▶ [Work request]:
Go to the line holding "the circuit's digest" in the entries below and write out exactly every line down to and including the line holding "Whether this key was".

▶ [Data provided]:
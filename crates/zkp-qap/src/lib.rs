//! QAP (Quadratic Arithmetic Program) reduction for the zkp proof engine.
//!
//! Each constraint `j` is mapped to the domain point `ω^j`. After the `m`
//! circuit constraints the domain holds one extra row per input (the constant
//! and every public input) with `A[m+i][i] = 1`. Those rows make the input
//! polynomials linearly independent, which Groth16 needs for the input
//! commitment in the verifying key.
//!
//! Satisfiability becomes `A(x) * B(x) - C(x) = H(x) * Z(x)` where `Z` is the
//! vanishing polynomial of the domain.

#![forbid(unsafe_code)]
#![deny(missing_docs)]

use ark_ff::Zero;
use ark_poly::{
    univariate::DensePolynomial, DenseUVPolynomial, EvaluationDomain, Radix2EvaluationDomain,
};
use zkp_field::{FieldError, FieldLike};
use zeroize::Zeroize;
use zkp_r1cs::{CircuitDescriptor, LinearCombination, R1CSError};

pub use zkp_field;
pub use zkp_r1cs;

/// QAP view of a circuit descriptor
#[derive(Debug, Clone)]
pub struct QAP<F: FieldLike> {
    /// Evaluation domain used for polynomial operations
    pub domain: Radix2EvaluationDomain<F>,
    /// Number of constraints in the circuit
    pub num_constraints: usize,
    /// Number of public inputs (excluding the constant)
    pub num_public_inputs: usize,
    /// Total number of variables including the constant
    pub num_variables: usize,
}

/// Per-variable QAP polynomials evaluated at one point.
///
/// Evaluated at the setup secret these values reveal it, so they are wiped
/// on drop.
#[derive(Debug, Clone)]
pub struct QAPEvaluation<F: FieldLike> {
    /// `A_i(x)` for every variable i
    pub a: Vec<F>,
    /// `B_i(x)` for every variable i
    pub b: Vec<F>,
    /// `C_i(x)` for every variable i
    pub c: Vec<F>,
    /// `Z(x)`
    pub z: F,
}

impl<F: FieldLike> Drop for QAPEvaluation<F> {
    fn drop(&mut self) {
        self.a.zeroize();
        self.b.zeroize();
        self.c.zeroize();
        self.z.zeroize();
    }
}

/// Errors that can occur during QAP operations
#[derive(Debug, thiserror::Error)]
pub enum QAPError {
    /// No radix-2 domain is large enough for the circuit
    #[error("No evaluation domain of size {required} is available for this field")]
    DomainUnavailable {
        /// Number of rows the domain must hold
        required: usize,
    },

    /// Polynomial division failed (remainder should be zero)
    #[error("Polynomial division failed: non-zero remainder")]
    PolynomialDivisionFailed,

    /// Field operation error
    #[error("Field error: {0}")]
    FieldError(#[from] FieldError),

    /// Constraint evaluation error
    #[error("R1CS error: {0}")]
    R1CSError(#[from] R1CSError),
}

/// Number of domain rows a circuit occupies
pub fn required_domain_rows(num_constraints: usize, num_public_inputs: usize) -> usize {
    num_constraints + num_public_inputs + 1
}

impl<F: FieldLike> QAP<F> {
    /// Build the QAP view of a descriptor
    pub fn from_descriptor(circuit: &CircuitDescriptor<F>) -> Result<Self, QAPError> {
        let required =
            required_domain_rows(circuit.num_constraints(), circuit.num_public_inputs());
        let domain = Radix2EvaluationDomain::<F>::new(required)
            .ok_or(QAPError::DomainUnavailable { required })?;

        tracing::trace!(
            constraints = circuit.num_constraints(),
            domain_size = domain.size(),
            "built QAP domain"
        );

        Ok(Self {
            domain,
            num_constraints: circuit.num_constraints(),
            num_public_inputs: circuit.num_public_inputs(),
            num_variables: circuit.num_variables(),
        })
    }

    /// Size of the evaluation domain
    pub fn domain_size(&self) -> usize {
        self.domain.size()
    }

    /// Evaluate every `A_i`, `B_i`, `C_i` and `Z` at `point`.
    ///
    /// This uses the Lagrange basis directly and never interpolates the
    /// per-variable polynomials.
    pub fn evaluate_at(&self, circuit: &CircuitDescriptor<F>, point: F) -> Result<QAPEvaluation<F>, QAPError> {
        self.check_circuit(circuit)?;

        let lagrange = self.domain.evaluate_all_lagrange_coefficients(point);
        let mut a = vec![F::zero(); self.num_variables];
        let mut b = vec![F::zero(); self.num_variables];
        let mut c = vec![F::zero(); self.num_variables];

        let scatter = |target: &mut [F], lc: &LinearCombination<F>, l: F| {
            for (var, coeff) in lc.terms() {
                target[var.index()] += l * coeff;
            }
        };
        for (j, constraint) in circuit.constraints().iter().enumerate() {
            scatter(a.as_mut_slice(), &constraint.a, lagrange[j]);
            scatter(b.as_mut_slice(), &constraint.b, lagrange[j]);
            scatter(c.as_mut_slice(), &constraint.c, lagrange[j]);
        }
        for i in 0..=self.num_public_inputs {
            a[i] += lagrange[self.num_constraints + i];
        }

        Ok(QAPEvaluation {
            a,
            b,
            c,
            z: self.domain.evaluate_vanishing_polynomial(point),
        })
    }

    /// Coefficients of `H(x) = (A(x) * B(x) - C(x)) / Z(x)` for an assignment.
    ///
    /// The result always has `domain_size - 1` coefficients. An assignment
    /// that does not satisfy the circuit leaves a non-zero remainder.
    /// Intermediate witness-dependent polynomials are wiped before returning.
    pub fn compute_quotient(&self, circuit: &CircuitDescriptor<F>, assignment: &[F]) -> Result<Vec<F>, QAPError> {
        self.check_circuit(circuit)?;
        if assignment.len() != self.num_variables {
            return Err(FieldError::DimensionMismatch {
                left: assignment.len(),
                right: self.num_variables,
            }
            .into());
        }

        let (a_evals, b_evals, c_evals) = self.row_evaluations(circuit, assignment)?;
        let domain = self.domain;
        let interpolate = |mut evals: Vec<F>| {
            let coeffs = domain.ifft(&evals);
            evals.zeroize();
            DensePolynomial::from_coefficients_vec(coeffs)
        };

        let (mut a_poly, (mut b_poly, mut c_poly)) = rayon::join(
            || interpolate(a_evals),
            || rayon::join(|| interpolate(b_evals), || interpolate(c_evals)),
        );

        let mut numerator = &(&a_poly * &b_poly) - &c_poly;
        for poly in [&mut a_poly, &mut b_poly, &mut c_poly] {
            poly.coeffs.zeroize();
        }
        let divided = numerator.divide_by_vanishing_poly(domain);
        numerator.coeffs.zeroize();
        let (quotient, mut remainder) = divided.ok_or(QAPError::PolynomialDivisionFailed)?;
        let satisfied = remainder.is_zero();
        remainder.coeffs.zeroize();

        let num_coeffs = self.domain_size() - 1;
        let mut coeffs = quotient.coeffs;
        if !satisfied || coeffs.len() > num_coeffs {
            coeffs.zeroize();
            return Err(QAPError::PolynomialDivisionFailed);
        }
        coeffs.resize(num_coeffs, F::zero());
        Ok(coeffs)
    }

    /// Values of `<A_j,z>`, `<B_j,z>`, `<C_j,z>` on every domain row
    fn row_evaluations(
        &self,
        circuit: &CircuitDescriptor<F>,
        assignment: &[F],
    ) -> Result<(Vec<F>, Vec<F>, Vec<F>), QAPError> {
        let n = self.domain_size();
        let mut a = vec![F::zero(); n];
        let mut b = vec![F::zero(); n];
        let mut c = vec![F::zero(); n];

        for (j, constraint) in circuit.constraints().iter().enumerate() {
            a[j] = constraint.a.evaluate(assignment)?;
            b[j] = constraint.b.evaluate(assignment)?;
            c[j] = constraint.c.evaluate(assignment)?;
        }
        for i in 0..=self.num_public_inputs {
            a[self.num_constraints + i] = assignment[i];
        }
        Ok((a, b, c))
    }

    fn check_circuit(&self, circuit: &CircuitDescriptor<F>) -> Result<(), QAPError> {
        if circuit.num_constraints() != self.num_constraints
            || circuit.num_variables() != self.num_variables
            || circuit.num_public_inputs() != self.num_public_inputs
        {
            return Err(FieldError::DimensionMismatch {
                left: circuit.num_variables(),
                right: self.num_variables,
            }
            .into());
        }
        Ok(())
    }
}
--
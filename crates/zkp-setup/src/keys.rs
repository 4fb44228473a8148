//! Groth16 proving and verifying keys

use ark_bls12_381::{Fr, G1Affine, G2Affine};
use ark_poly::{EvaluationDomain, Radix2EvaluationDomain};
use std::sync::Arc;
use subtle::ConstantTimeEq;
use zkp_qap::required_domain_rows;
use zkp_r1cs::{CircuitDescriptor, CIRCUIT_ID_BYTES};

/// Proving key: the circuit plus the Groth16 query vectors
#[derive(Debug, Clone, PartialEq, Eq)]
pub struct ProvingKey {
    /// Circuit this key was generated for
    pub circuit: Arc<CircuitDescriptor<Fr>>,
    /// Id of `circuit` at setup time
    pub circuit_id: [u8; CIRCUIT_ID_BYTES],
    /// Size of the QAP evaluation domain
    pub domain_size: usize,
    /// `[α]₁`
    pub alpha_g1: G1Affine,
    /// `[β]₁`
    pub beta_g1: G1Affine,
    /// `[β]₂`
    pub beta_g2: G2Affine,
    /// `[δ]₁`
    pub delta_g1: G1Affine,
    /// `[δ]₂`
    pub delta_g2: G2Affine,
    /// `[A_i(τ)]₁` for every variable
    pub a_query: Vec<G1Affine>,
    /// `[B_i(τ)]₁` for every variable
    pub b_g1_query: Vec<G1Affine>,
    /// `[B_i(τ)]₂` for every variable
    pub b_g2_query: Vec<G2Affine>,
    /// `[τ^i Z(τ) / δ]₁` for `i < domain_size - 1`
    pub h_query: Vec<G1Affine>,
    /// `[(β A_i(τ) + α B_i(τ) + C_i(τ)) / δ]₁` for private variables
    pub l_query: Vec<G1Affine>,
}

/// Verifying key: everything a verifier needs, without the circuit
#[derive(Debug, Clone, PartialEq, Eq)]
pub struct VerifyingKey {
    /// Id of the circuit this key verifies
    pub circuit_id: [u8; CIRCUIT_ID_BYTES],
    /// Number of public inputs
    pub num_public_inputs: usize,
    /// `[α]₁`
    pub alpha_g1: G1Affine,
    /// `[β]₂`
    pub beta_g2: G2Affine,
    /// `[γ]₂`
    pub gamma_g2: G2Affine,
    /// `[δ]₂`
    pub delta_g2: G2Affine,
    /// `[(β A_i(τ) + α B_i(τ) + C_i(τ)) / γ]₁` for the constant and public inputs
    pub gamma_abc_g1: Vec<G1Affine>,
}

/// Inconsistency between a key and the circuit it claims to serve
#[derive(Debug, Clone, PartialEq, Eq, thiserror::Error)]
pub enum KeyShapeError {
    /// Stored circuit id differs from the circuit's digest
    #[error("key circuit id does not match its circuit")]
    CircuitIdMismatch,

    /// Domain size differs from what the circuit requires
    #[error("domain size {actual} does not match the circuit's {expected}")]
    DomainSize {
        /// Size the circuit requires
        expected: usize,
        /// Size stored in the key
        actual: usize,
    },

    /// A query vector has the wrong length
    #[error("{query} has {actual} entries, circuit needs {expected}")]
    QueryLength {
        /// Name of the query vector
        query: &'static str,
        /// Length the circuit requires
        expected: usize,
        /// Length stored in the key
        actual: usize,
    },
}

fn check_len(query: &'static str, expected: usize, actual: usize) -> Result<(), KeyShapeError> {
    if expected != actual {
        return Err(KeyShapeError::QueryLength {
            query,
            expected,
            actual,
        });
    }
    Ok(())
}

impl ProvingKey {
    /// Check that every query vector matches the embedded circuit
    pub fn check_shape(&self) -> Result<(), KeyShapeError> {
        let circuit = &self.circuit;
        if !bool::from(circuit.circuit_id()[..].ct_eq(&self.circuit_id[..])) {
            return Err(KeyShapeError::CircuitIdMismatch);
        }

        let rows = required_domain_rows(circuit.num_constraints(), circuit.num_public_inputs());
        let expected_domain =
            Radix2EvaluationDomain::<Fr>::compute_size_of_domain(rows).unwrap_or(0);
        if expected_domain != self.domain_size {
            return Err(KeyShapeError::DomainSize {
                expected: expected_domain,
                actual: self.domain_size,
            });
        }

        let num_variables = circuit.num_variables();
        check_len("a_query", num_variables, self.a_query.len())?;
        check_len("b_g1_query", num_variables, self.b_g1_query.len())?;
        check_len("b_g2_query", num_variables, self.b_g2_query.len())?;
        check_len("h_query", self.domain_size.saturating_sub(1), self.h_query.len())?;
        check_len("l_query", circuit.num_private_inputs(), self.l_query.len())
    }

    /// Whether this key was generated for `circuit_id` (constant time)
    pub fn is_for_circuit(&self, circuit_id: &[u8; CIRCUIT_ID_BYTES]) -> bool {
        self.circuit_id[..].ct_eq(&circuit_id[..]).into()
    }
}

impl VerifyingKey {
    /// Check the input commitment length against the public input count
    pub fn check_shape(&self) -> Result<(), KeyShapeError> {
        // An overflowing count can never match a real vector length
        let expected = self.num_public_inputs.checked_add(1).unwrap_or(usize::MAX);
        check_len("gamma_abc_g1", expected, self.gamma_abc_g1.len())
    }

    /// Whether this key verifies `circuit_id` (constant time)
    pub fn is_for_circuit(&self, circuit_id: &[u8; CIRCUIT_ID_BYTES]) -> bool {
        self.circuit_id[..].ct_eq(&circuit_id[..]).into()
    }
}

▶ [Expected answer]:
    /// Stored circuit id differs from the circuit's digest
    #[error("key circuit id does not match its circuit")]
    CircuitIdMismatch,

    /// Domain size differs from what the circuit requires
    #[error("domain size {actual} does not match the circuit's {expected}")]
    DomainSize {
        /// Size the circuit requires
        expected: usize,
        /// Size stored in the key
        actual: usize,
    },

    /// A query vector has the wrong length
    #[error("{query} has {actual} entries, circuit needs {expected}")]
    QueryLength {
        /// Name of the query vector
        query: &'static str,
        /// Length the circuit requires
        expected: usize,
        /// Length stored in the key
        actual: usize,
    },
}

fn check_len(query: &'static str, expected: usize, actual: usize) -> Result<(), KeyShapeError> {
    if expected != actual {
        return Err(KeyShapeError::QueryLength {
            query,
            expected,
            actual,
        });
    }
    Ok(())
}

impl ProvingKey {
    /// Check that every query vector matches the embedded circuit
    pub fn check_shape(&self) -> Result<(), KeyShapeError> {
        let circuit = &self.circuit;
        if !bool::from(circuit.circuit_id()[..].ct_eq(&self.circuit_id[..])) {
            return Err(KeyShapeError::CircuitIdMismatch);
        }

        let rows = required_domain_rows(circuit.num_constraints(), circuit.num_public_inputs());
        let expected_domain =
            Radix2EvaluationDomain::<Fr>::compute_size_of_domain(rows).unwrap_or(0);
        if expected_domain != self.domain_size {
            return Err(KeyShapeError::DomainSize {
                expected: expected_domain,
                actual: self.domain_size,
            });
        }

        let num_variables = circuit.num_variables();
        check_len("a_query", num_variables, self.a_query.len())?;
        check_len("b_g1_query", num_variables, self.b_g1_query.len())?;
        check_len("b_g2_query", num_variables, self.b_g2_query.len())?;
        check_len("h_query", self.domain_size.saturating_sub(1), self.h_query.len())?;
        check_len("l_query", circuit.num_private_inputs(), self.l_query.len())
    }

    /// Whether this key was generated for `circuit_id` (constant time)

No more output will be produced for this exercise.